## PROMPT:
For every line in the records below that contains the word "Some", add one to a count, and report only that count.

## THE INPUT:
__________

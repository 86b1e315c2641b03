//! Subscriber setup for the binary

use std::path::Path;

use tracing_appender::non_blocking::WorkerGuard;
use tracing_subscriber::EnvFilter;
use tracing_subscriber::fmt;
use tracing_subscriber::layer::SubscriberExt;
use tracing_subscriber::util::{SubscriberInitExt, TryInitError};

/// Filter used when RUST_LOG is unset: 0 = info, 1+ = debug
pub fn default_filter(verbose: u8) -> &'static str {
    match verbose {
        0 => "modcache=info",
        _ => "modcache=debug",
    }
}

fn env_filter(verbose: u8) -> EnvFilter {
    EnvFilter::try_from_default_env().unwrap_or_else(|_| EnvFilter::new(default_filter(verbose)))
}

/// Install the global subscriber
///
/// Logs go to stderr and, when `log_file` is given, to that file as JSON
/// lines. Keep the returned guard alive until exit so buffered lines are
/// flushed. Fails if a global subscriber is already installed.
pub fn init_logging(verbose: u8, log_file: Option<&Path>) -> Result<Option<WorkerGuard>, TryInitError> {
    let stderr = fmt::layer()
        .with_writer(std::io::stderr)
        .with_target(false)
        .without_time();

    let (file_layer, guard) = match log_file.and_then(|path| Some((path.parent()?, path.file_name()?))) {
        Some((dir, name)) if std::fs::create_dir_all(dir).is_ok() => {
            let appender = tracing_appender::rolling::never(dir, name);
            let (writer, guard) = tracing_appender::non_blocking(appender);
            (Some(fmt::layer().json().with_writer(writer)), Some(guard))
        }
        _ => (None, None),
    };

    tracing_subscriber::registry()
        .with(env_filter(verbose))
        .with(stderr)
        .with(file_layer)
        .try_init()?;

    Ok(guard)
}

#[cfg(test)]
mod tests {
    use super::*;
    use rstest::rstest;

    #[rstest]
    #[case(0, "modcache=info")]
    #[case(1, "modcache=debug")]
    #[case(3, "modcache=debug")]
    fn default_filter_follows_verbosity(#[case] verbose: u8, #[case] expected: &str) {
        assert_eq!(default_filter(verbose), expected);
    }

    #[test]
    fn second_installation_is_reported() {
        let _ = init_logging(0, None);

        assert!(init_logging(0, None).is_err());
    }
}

__________

## TASK RESPONSE:
3